Personal information
- Full name: Mehedi Hasan Rana
- Born: 1 January 1997 (age 29) Chandpur, Bangladesh
- Height: 5 ft 11 in (1.80 m)
- Batting: Left-handed
- Bowling: Left-arm fast

Domestic team information
- 2026: Noakhali Express

Career statistics
| Competition | FC | LA | T20 |
| Matches | 44 | 52 | 67 |
| Runs scored | 675 | 221 | 87 |
| Batting average | 14.06 | 8.84 | 6.21 |
| 100s/50s | 0/2 | 0/0 | 0/0 |
| Top score | 57* | 49 | 13 |
| Balls bowled | 6,463 | 1,984 | 1,323 |
| Wickets | 126 | 54 | 84 |
| Bowling average | 29.20 | 34.75 | 21.79 |
| 5 wickets in innings | 3 | 0 | 0 |
| 10 wickets in match | 1 | 0 | 0 |
| Best bowling | 7/31 | 4/29 | 4/17 |
| Catches/stumpings | 22/– | 14/– | 17/– |

Medal record
Men's Cricket
Representing Bangladesh
South Asian Games
| Gold medal – first place | 2019 Kathmandu/Pokhara | Team |
- Source: ESPN Cricinfo, 21 June 2026

= Mehedi Hasan Rana =

Bangladeshi cricketer (born 1997)

Mehedi Hasan Rana (born 1 January 1997) is a first-class cricketer from Bangladesh.
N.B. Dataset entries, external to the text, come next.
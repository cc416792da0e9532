//! # Check Subcommand
//!
//! `ota check --app <id> --version <client version>` answers an update check
//! exactly as the server would, printing the JSON response body.

use anyhow::Result;
use clap::Args;

use ota_core::AppId;
use ota_dist::Distributor;

use crate::DirOverrides;

/// Arguments for `ota check`.
#[derive(Args, Debug)]
pub struct CheckArgs {
    /// Application identifier.
    #[arg(long)]
    pub app: String,

    /// Version the client currently runs.
    #[arg(long)]
    pub version: String,

    /// Prefix for artifact URLs, e.g. `https://cdn.example.com`.
    #[arg(long, default_value = "")]
    pub url_prefix: String,
}

/// Execute `ota check`.
pub fn run_check(args: &CheckArgs, dirs: &DirOverrides) -> Result<u8> {
    let app = AppId::new(args.app.as_str())?;
    let dist = Distributor::open(dirs.resolve()?)?;
    let check = dist.resolve(&app, &args.version, &args.url_prefix);
    println!("{}", serde_json::to_string(&check)?);
    Ok(0)
}
#[tokio::test]
async fn test_republish_with_new_content_conflicts() {
    let h = harness();
    publish_and_wait(&h, "v1", &[("a", "1")]).await;

    let unchanged = publish_and_wait(&h, "v1", &[("a", "1")]).await;
    assert_eq!(unchanged["changed"], false);

    let archive = bundle(&[("a", "different")]);
    let response = h
        .app
        .clone()
        .oneshot(publish_request(
            Some(PUBLISHER_KEY),
            "?wait=true",
            Some("v1"),
            Some(&archive),
        ))
        .await
        .unwrap();
    assert_eq!(response.status(), StatusCode::CONFLICT);
    let body = body_json(response).await;
    assert_eq!(body["error"]["code"], "CONFLICT");
}
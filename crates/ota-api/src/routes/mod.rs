//! # API Route Modules
//!
//! Each module exposes a `router()` mounted by [`crate::app`].

pub mod publishes;
pub mod versions;
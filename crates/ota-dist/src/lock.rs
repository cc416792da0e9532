//! # Per-application Locks
//!
//! Two locks per application, created lazily and never shared across
//! applications:
//!
//! - **Publish lock** (`tokio::sync::Mutex`): held for the whole
//!   build-then-publish sequence. Its owned guard travels inside a
//!   [`PublishPermit`], so the permit can cross into a blocking task.
//!   Waiters give up after the configured bound with [`DistError::Busy`].
//! - **Tree lock** (`parking_lot::RwLock`): readers hold it while resolving
//!   an update; the coordinator takes it for writing only across the swap
//!   renames and the pointer commit.

use std::collections::HashMap;
use std::sync::Arc;
use std::time::Duration;

use parking_lot::{Mutex, RwLock, RwLockReadGuard, RwLockWriteGuard};
use tokio::sync::OwnedMutexGuard;

use ota_core::AppId;

use crate::error::DistError;

#[derive(Debug, Default)]
struct AppSlot {
    publish: Arc<tokio::sync::Mutex<()>>,
    tree: RwLock<()>,
}

/// Registry of per-application locks.
#[derive(Debug, Clone)]
pub struct AppLocks {
    slots: Arc<Mutex<HashMap<AppId, Arc<AppSlot>>>>,
    wait: Duration,
}

impl AppLocks {
    /// Create an empty registry whose publish lock waits at most `wait`.
    pub fn new(wait: Duration) -> Self {
        Self {
            slots: Arc::new(Mutex::new(HashMap::new())),
            wait,
        }
    }

    fn slot(&self, app: &AppId) -> Arc<AppSlot> {
        let mut slots = self.slots.lock();
        slots.entry(app.clone()).or_default().clone()
    }

    /// Acquire the publish lock, waiting at most the configured bound.
    pub async fn acquire(&self, app: &AppId) -> Result<PublishPermit, DistError> {
        let slot = self.slot(app);
        let guard = tokio::time::timeout(self.wait, slot.publish.clone().lock_owned())
            .await
            .map_err(|_| DistError::Busy {
                app_id: app.clone(),
            })?;
        tracing::debug!(app_id = %app, "publish lock acquired");
        Ok(PublishPermit {
            app_id: app.clone(),
            slot,
            _guard: guard,
        })
    }

    /// Acquire the publish lock without waiting.
    pub fn try_acquire(&self, app: &AppId) -> Result<PublishPermit, DistError> {
        let slot = self.slot(app);
        let guard = slot
            .publish
            .clone()
            .try_lock_owned()
            .map_err(|_| DistError::Busy {
                app_id: app.clone(),
            })?;
        Ok(PublishPermit {
            app_id: app.clone(),
            slot,
            _guard: guard,
        })
    }

    /// Run `f` while holding the application's tree read lock.
    pub fn read_tree<T>(&self, app: &AppId, f: impl FnOnce() -> T) -> T {
        let slot = self.slot(app);
        let _guard: RwLockReadGuard<'_, ()> = slot.tree.read();
        f()
    }
}

/// Exclusive right to build and publish one application.
///
/// Dropping the permit releases the publish lock.
#[derive(Debug)]
pub struct PublishPermit {
    app_id: AppId,
    slot: Arc<AppSlot>,
    _guard: OwnedMutexGuard<()>,
}

impl PublishPermit {
    /// The application this permit covers.
    pub fn app_id(&self) -> &AppId {
        &self.app_id
    }

    /// Block readers of this application's tree.
    pub(crate) fn lock_tree(&self) -> RwLockWriteGuard<'_, ()> {
        self.slot.tree.write()
    }
}
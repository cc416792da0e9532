//! # Bundle Subcommands
//!
//! `ota manifest <dir>` prints the manifest the pipeline would freeze for a
//! content directory. `ota pack <dir> <out.zip>` produces an uploadable
//! bundle.

use std::io::Write;
use std::path::PathBuf;

use anyhow::{Context, Result};
use clap::Args;

use ota_core::sha256_file;
use ota_dist::{compute_manifest, ArchiveCodec, ZipCodec};

/// Arguments for `ota manifest`.
#[derive(Args, Debug)]
pub struct ManifestArgs {
    /// Content directory to hash.
    pub dir: PathBuf,
}

/// Arguments for `ota pack`.
#[derive(Args, Debug)]
pub struct PackArgs {
    /// Content directory to pack.
    pub dir: PathBuf,

    /// Output archive path.
    pub out: PathBuf,
}

/// Execute `ota manifest`.
pub fn run_manifest(args: &ManifestArgs) -> Result<u8> {
    let manifest = compute_manifest(&args.dir)
        .with_context(|| format!("hashing {}", args.dir.display()))?;
    let json = manifest.to_json_vec()?;
    let mut stdout = std::io::stdout().lock();
    stdout.write_all(&json)?;
    writeln!(stdout)?;
    tracing::info!(files = manifest.len(), "manifest computed");
    Ok(0)
}

/// Execute `ota pack`.
pub fn run_pack(args: &PackArgs) -> Result<u8> {
    if let Some(parent) = args.out.parent().filter(|p| !p.as_os_str().is_empty()) {
        std::fs::create_dir_all(parent)
            .with_context(|| format!("creating {}", parent.display()))?;
    }
    let files = ZipCodec
        .compress(&args.dir, &args.out)
        .with_context(|| format!("packing {}", args.dir.display()))?;
    let digest = sha256_file(&args.out)
        .with_context(|| format!("hashing {}", args.out.display()))?;

    println!("  bundle: {}", args.out.display());
    println!("  files:  {files}");
    println!("  sha256: {digest}");
    Ok(0)
}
In December 2015 he was named in Bangladesh's squad for the 2016 Under-19 Cricket World Cup.

==Career==
===Bangladesh Premier League===
He made his Twenty20 debut for Comilla Victorians on 5 November 2017 in the 2017–18 Bangladesh Premier League. In October 2018, he was named in the squad for the Sylhet Sixers team, following the draft for the 2018–19 Bangladesh Premier League.

===Under-19 career===
In November 2019, he was named in Bangladesh's squad for the 2019 ACC Emerging Teams Asia Cup in Bangladesh. Later the same month, he was named in Bangladesh's squad for the cricket tournament at the 2019 South Asian Games. The Bangladesh team won the gold medal, after they beat Sri Lanka by seven wickets in the final.

In November 2021, he was selected to play for the Kandy Warriors following the players' draft for the 2021 Lanka Premier League.